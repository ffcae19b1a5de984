//! Schema definitions for RON content files

pub mod achievement;
pub mod rules;

pub use achievement::{AchievementDef, AchievementDefs};
pub use rules::RulesFile;
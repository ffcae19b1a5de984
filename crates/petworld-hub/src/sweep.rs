//! Periodic sweep driver
//!
//! A sweep applies `ForceUpdate` to every pet so decay, evolution and death
//! are resolved even for pets nobody interacts with. Sweeps are skipped while
//! the surface is hidden, never overlap, and run at most once per interval
//! when driven by [`Hub::sweep_if_due`](crate::Hub::sweep_if_due).

use petworld_core::{EventKind, PetId, Sequence, Transition};
use std::sync::atomic::{AtomicBool, Ordering};
use std::sync::{Mutex, PoisonError};
use std::time::{Duration, Instant};

/// Why a sweep did or did not run
#[derive(Debug)]
pub enum SweepOutcome {
    /// The surface is hidden
    Hidden,
    /// Another sweep is still running
    InFlight,
    /// The interval has not elapsed since the last sweep
    NotDue,
    Completed(SweepReport),
}

impl SweepOutcome {
    /// The report, if the sweep ran
    pub fn report(&self) -> Option<&SweepReport> {
        match self {
            SweepOutcome::Completed(report) => Some(report),
            _ => None,
        }
    }

    pub fn is_completed(&self) -> bool {
        matches!(self, SweepOutcome::Completed(_))
    }
}

/// What one sweep did
#[derive(Debug, Default)]
pub struct SweepReport {
    /// Sequence every pet was updated to
    pub sequence: Sequence,
    /// Pets updated successfully
    pub updated: usize,
    pub evolved: Vec<PetId>,
    pub died: Vec<PetId>,
    /// Total events committed
    pub events: usize,
    /// Per-pet failures, not propagated
    pub failures: Vec<(PetId, petworld_core::Error)>,
}

impl SweepReport {
    pub(crate) fn new(sequence: Sequence) -> Self {
        Self {
            sequence,
            ..Default::default()
        }
    }

    pub(crate) fn record(&mut self, pet: PetId, result: crate::Result<Transition>) {
        match result {
            Ok(transition) => {
                self.updated += 1;
                self.events += transition.events.len();
                for event in &transition.events {
                    match event.kind {
                        EventKind::Evolved { .. } => self.evolved.push(pet),
                        EventKind::Died => self.died.push(pet),
                        _ => {}
                    }
                }
            }
            Err(crate::Error::Core(err)) => self.failures.push((pet, err)),
            Err(err) => self
                .failures
                .push((pet, petworld_core::Error::Storage(err.to_string()))),
        }
    }

    /// One-line description, as recorded in the journal
    pub fn summary(&self) -> String {
        format!(
            "updated={} evolved={} died={} failures={}",
            self.updated,
            self.evolved.len(),
            self.died.len(),
            self.failures.len()
        )
    }

    pub(crate) fn merge(&mut self, other: SweepReport) {
        self.updated += other.updated;
        self.events += other.events;
        self.evolved.extend(other.evolved);
        self.died.extend(other.died);
        self.failures.extend(other.failures);
    }
}

/// Sweep scheduling state shared by all callers of one hub
#[derive(Debug)]
pub(crate) struct SweepState {
    visible: AtomicBool,
    in_flight: AtomicBool,
    last_completed: Mutex<Option<Instant>>,
}

/// Marks a sweep as running until dropped
pub(crate) struct SweepGuard<'a> {
    flag: &'a AtomicBool,
}

impl Drop for SweepGuard<'_> {
    fn drop(&mut self) {
        self.flag.store(false, Ordering::Release);
    }
}

impl SweepState {
    pub(crate) fn new() -> Self {
        Self {
            visible: AtomicBool::new(true),
            in_flight: AtomicBool::new(false),
            last_completed: Mutex::new(None),
        }
    }

    pub(crate) fn is_visible(&self) -> bool {
        self.visible.load(Ordering::Acquire)
    }

    pub(crate) fn set_visible(&self, visible: bool) {
        self.visible.store(visible, Ordering::Release);
    }

    /// Claim the in-flight slot, or `None` if a sweep is already running
    pub(crate) fn try_begin(&self) -> Option<SweepGuard<'_>> {
        self.in_flight
            .compare_exchange(false, true, Ordering::AcqRel, Ordering::Acquire)
            .ok()
            .map(|_| SweepGuard {
                flag: &self.in_flight,
            })
    }

    pub(crate) fn is_due(&self, now: Instant, interval: Duration) -> bool {
        let last = self
            .last_completed
            .lock()
            .unwrap_or_else(PoisonError::into_inner);
        match *last {
            Some(at) => now.saturating_duration_since(at) >= interval,
            None => true,
        }
    }

    pub(crate) fn complete(&self, at: Instant) {
        let mut last = self
            .last_completed
            .lock()
            .unwrap_or_else(PoisonError::into_inner);
        *last = Some(at);
    }

    pub(crate) fn last_completed(&self) -> Option<Instant> {
        *self
            .last_completed
            .lock()
            .unwrap_or_else(PoisonError::into_inner)
    }
}
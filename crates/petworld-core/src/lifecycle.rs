//! Lifecycle orchestrator
//!
//! Composes the decay engine, action processor, evolution resolver,
//! death/revival resolver and achievement evaluator into one pure transition.
//! Persistence is the caller's concern: a transition is either committed as
//! a whole or discarded.
//!
//! Order of steps:
//! 1. decay to the current sequence
//! 2. action deltas (living pets only)
//! 3. evolution check
//! 4. death check
//! 5. revival (only for [`ActionKind::Revive`])
//! 6. achievement check, against the owner's earned record
//!
//! Ownership changes go through [`transfer`], which touches nothing else.

use crate::achievement::{self, Milestones, OwnerAchievements};
use crate::config::{LifecycleConfig, MintConfig};
use crate::{action, evolution, vitality};
use crate::{ActionKind, Error, Event, OwnerId, Pet, PetId, Result, Sequence};

/// The outcome of one committed-or-nothing state change
#[derive(Debug, Clone, PartialEq, Eq)]
pub struct Transition {
    /// The new pet record
    pub pet: Pet,
    /// Events in the order they happened
    pub events: Vec<Event>,
}

impl Transition {
    /// Achievements unlocked by this transition
    pub fn unlocked(&self) -> impl Iterator<Item = crate::Achievement> + '_ {
        self.events.iter().filter_map(Event::unlocked)
    }
}

/// Apply `kind` to `pet` at `current`
///
/// `owner` is what the pet's owner has earned so far; achievements in it are
/// not unlocked again.
pub fn transition(
    pet: &Pet,
    kind: &ActionKind,
    current: Sequence,
    owner: &OwnerAchievements,
    config: &LifecycleConfig,
) -> Result<Transition> {
    let mut next = action::process(pet, kind, current, config)?;

    let evolution = evolution::evolve(&mut next, current, &config.evolution);
    let died = vitality::check_death(&mut next, current);

    let revived = if matches!(kind, ActionKind::Revive) {
        vitality::revive(&mut next, current, &config.revival)?;
        true
    } else {
        false
    };

    let unlocked = achievement::unlock(
        &mut next,
        owner,
        &Milestones::transition(evolution, revived),
        &config.achievements,
    );

    let id = next.id;
    let mut events = Vec::new();
    if next.stats != pet.stats {
        events.push(Event::stats_changed(id, pet.stats, next.stats, current));
    }
    if let Some(evolution) = evolution {
        events.push(Event::evolved(id, evolution.from, evolution.to, current));
    }
    if died {
        events.push(Event::died(id, current));
    }
    if revived {
        events.push(Event::revived(id, current));
    }
    events.extend(
        unlocked
            .into_iter()
            .map(|achievement| Event::achievement(id, achievement, current)),
    );

    Ok(Transition { pet: next, events })
}

/// Check a pet name against the mint rules
pub fn validate_name(name: &str, config: &MintConfig) -> Result<()> {
    let len = name.chars().count();
    if name.trim().is_empty() || len > config.max_name_len {
        return Err(Error::InvalidName(format!(
            "{:?} must be 1 to {} characters",
            name, config.max_name_len
        )));
    }
    Ok(())
}

/// Create a new pet for `owner` at `current`
///
/// The first-pet achievement is unlocked unless the owner already holds it.
pub fn mint(
    id: PetId,
    owner: &OwnerAchievements,
    name: &str,
    current: Sequence,
    config: &LifecycleConfig,
) -> Result<Transition> {
    validate_name(name, &config.mint)?;

    let mut pet = Pet::new(id, owner.owner.clone(), name, current);
    let unlocked = achievement::unlock(
        &mut pet,
        owner,
        &Milestones::minted(true),
        &config.achievements,
    );

    let mut events = vec![Event::minted(id, current)];
    events.extend(
        unlocked
            .into_iter()
            .map(|achievement| Event::achievement(id, achievement, current)),
    );

    Ok(Transition { pet, events })
}

/// Hand `pet` from `from` to `to`
///
/// Only the owner binding changes. Badges stay on the pet; the earned
/// records of both owners are untouched. Handing a pet to its current owner
/// yields no events.
pub fn transfer(pet: &Pet, from: &OwnerId, to: OwnerId, current: Sequence) -> Result<Transition> {
    if &pet.owner != from {
        return Err(Error::NotOwner {
            pet: pet.id,
            owner: from.clone(),
        });
    }

    let mut next = pet.clone();
    if next.owner == to {
        return Ok(Transition {
            pet: next,
            events: Vec::new(),
        });
    }

    next.owner = to.clone();
    let events = vec![Event::transferred(pet.id, from.clone(), to, current)];
    Ok(Transition { pet: next, events })
}
//! Achievements: identifiers, catalog metadata and unlock rules
//!
//! The evaluator is stateless. It looks at a post-transition pet, the owner's
//! earned set and the milestones the transition produced, and reports which
//! achievements are newly unlocked. Earning is once per owner: anything the
//! owner or the pet already holds is skipped, never an error.

use crate::config::AchievementConfig;
use crate::{Evolution, OwnerId, Pet, Stage};
use indexmap::{IndexMap, IndexSet};
use serde::{Deserialize, Serialize};
use std::fmt;

/// A one-time unlock
#[derive(Debug, Clone, Copy, PartialEq, Eq, PartialOrd, Ord, Hash, Serialize, Deserialize)]
pub enum Achievement {
    FirstPet,
    FirstEvolution,
    SurvivedDeath,
    SecondEvolution,
    PerfectStats,
    FeedingStreak,
    ActivePlayer,
    FinalEvolution,
}

impl Achievement {
    pub const ALL: [Achievement; 8] = [
        Achievement::FirstPet,
        Achievement::FirstEvolution,
        Achievement::SurvivedDeath,
        Achievement::SecondEvolution,
        Achievement::PerfectStats,
        Achievement::FeedingStreak,
        Achievement::ActivePlayer,
        Achievement::FinalEvolution,
    ];

    /// Stable numeric id shared with the on-ledger badge registry
    pub fn id(&self) -> u32 {
        match self {
            Achievement::FirstPet => 0,
            Achievement::FirstEvolution => 1,
            Achievement::SurvivedDeath => 2,
            Achievement::SecondEvolution => 3,
            Achievement::PerfectStats => 4,
            Achievement::FeedingStreak => 5,
            Achievement::ActivePlayer => 6,
            Achievement::FinalEvolution => 7,
        }
    }

    /// Look up by numeric id
    pub fn from_id(id: u32) -> Option<Achievement> {
        Self::ALL.iter().copied().find(|a| a.id() == id)
    }

    /// The achievement unlocked by evolving into `stage`
    pub fn for_stage(stage: Stage) -> Option<Achievement> {
        match stage {
            Stage::Egg => None,
            Stage::Baby => Some(Achievement::FirstEvolution),
            Stage::Teen => Some(Achievement::SecondEvolution),
            Stage::Adult => Some(Achievement::FinalEvolution),
        }
    }
}

impl fmt::Display for Achievement {
    fn fmt(&self, f: &mut fmt::Formatter<'_>) -> fmt::Result {
        write!(f, "achievement:{}", self.id())
    }
}

/// Rarity tier shown next to a badge
#[derive(Debug, Clone, Copy, PartialEq, Eq, PartialOrd, Ord, Hash, Serialize, Deserialize)]
pub enum Rarity {
    Common,
    Uncommon,
    Rare,
    Epic,
    Legendary,
}

/// Display metadata for an achievement
#[derive(Debug, Clone, PartialEq, Eq, Serialize, Deserialize)]
pub struct AchievementInfo {
    pub achievement: Achievement,
    pub name: String,
    #[serde(default)]
    pub description: String,
    pub rarity: Rarity,
    #[serde(default)]
    pub icon: String,
    /// Global count of holders, maintained outside the state machine
    #[serde(default)]
    pub total_earned: u64,
}

impl AchievementInfo {
    pub fn new(
        achievement: Achievement,
        name: impl Into<String>,
        description: impl Into<String>,
        rarity: Rarity,
        icon: impl Into<String>,
    ) -> Self {
        Self {
            achievement,
            name: name.into(),
            description: description.into(),
            rarity,
            icon: icon.into(),
            total_earned: 0,
        }
    }
}

/// Read-only catalog of achievement metadata
#[derive(Debug, Clone, Default, Serialize, Deserialize)]
pub struct AchievementRegistry {
    entries: IndexMap<Achievement, AchievementInfo>,
}

impl AchievementRegistry {
    /// Create an empty registry
    pub fn new() -> Self {
        Self::default()
    }

    /// The standard catalog
    pub fn builtin() -> Self {
        let mut registry = Self::new();
        let defs = [
            (Achievement::FirstPet, "First Steps", "Mint your first pet", Rarity::Common, "🥚"),
            (Achievement::FirstEvolution, "Metamorphosis", "Evolve your pet for the first time", Rarity::Rare, "🦋"),
            (Achievement::SurvivedDeath, "Death Survivor", "Revive a pet from death", Rarity::Rare, "💀"),
            (Achievement::SecondEvolution, "Triple Evolution", "Reach the Teen stage", Rarity::Epic, "🌟"),
            (Achievement::PerfectStats, "Perfectionist", "Max out happiness and health with zero hunger", Rarity::Epic, "💯"),
            (Achievement::FeedingStreak, "Streak Master", "Feed your pet 10 times", Rarity::Uncommon, "🔥"),
            (Achievement::ActivePlayer, "Active Player", "Win 10 games with your pet", Rarity::Uncommon, "🎮"),
            (Achievement::FinalEvolution, "Legend", "Reach the Adult stage", Rarity::Legendary, "👑"),
        ];
        for (achievement, name, description, rarity, icon) in defs {
            registry.insert(AchievementInfo::new(achievement, name, description, rarity, icon));
        }
        registry
    }

    /// Insert or replace an entry
    pub fn insert(&mut self, info: AchievementInfo) -> Option<AchievementInfo> {
        self.entries.insert(info.achievement, info)
    }

    pub fn get(&self, achievement: Achievement) -> Option<&AchievementInfo> {
        self.entries.get(&achievement)
    }

    pub fn contains(&self, achievement: Achievement) -> bool {
        self.entries.contains_key(&achievement)
    }

    pub fn iter(&self) -> impl Iterator<Item = &AchievementInfo> {
        self.entries.values()
    }

    pub fn len(&self) -> usize {
        self.entries.len()
    }

    pub fn is_empty(&self) -> bool {
        self.entries.is_empty()
    }

    /// Copy of this registry with `total_earned` taken from `totals`
    pub fn with_totals(&self, totals: &IndexMap<Achievement, u64>) -> Self {
        let mut registry = self.clone();
        for info in registry.entries.values_mut() {
            info.total_earned = totals.get(&info.achievement).copied().unwrap_or(0);
        }
        registry
    }
}

/// Achievements an owner has earned, across every pet they have held
///
/// The record stays with the owner when a pet changes hands; the pet keeps
/// its own badges in [`Pet::achievements`].
#[derive(Debug, Clone, PartialEq, Eq, Serialize, Deserialize)]
pub struct OwnerAchievements {
    pub owner: OwnerId,
    /// Earned achievements, in unlock order
    pub earned: IndexSet<Achievement>,
}

impl OwnerAchievements {
    /// An owner with nothing earned yet
    pub fn new(owner: OwnerId) -> Self {
        Self {
            owner,
            earned: IndexSet::new(),
        }
    }

    pub fn has_earned(&self, achievement: Achievement) -> bool {
        self.earned.contains(&achievement)
    }

    /// Number of distinct achievements earned
    pub fn count(&self) -> usize {
        self.earned.len()
    }

    pub fn iter(&self) -> impl Iterator<Item = Achievement> + '_ {
        self.earned.iter().copied()
    }

    /// Add unlocks to the record; returns true if any was new
    pub fn record(&mut self, unlocked: impl IntoIterator<Item = Achievement>) -> bool {
        let before = self.earned.len();
        self.earned.extend(unlocked);
        self.earned.len() > before
    }
}

/// What a transition did, beyond the resulting state
#[derive(Debug, Clone, Copy, PartialEq, Eq, Default)]
pub struct Milestones {
    /// The owner's first successful mint
    pub first_mint: bool,
    pub evolution: Option<Evolution>,
    pub revived: bool,
    /// Whether state-based rules (stats, counters) apply
    pub state_rules: bool,
}

impl Milestones {
    /// Milestones of a mint
    pub fn minted(first_for_owner: bool) -> Self {
        Self {
            first_mint: first_for_owner,
            ..Default::default()
        }
    }

    /// Milestones of an action transition
    pub fn transition(evolution: Option<Evolution>, revived: bool) -> Self {
        Self {
            first_mint: false,
            evolution,
            revived,
            state_rules: true,
        }
    }
}

/// Achievements newly unlocked by `pet` reaching its current state
///
/// `owner` is the earned record of the pet's owner before this transition.
pub fn evaluate(
    pet: &Pet,
    owner: &OwnerAchievements,
    milestones: &Milestones,
    config: &AchievementConfig,
) -> Vec<Achievement> {
    let mut unlocked = Vec::new();
    let mut consider = |achievement: Achievement, reached: bool| {
        if reached
            && !owner.has_earned(achievement)
            && !pet.has_achievement(achievement)
            && !unlocked.contains(&achievement)
        {
            unlocked.push(achievement);
        }
    };

    consider(Achievement::FirstPet, milestones.first_mint);

    if let Some(evolution) = milestones.evolution {
        if let Some(achievement) = Achievement::for_stage(evolution.to) {
            consider(achievement, true);
        }
    }

    consider(Achievement::SurvivedDeath, milestones.revived);

    if milestones.state_rules {
        consider(Achievement::PerfectStats, pet.stats.is_perfect());
        consider(
            Achievement::FeedingStreak,
            config.feeding_streak > 0 && pet.feed_count >= config.feeding_streak,
        );
        consider(
            Achievement::ActivePlayer,
            config.active_player > 0 && pet.play_count >= config.active_player,
        );
    }

    unlocked
}

/// Evaluate and record newly unlocked achievements on `pet`
pub fn unlock(
    pet: &mut Pet,
    owner: &OwnerAchievements,
    milestones: &Milestones,
    config: &AchievementConfig,
) -> Vec<Achievement> {
    let unlocked = evaluate(pet, owner, milestones, config);
    for achievement in &unlocked {
        pet.award(*achievement);
    }
    unlocked
}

============================================================

= Task item =
Copy all lines of the material above where the string "against" occurs.

= Solution for this exercise =
//! 6. achievement check, against the owner's earned record
/// Check a pet name against the mint rules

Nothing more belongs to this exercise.